ACTIVITY - Where does the word "None" occur in the data below? Copy each line that holds it.

DATA FOR THIS EXERCISE -

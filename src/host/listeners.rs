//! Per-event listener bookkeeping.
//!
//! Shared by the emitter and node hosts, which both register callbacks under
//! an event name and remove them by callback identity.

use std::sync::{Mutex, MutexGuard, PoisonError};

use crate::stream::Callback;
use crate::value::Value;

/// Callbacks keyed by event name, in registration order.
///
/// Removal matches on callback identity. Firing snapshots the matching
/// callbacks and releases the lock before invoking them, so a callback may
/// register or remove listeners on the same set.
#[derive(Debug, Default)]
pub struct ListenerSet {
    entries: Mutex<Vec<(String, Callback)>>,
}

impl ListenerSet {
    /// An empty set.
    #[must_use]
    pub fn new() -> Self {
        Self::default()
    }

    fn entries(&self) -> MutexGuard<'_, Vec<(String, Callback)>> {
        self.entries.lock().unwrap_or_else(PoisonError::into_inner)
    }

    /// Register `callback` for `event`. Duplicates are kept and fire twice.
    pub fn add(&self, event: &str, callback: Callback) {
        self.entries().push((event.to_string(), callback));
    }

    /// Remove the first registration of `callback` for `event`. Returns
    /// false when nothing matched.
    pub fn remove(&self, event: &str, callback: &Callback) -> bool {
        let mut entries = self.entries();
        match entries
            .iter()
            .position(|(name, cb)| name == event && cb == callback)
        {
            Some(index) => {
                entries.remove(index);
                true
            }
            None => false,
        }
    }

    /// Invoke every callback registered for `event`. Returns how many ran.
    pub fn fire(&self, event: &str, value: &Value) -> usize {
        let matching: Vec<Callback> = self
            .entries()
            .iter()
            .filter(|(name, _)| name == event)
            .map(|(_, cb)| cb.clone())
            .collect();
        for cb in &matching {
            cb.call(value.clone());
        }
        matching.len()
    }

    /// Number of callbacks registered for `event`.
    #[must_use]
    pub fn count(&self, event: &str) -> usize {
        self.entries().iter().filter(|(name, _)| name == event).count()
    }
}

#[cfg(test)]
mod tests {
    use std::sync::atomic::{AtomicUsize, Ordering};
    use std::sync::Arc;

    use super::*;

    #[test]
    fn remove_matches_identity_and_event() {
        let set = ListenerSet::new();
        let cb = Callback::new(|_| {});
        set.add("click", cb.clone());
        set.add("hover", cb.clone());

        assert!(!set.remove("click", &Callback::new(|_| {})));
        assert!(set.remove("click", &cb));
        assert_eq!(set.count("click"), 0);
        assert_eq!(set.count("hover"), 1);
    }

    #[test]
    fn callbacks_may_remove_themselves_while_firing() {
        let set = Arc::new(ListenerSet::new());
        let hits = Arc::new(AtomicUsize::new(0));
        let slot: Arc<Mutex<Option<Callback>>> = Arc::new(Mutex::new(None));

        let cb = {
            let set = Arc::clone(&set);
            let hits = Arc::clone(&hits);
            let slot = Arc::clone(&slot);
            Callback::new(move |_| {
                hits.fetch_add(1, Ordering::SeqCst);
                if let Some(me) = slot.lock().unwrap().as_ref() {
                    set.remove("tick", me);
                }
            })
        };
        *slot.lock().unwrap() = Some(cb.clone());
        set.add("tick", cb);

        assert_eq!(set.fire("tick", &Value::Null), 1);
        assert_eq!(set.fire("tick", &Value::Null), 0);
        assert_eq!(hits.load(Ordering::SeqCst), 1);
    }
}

SOLUTION FOR THIS EXERCISE -
            None => false,
        let slot: Arc<Mutex<Option<Callback>>> = Arc::new(Mutex::new(None));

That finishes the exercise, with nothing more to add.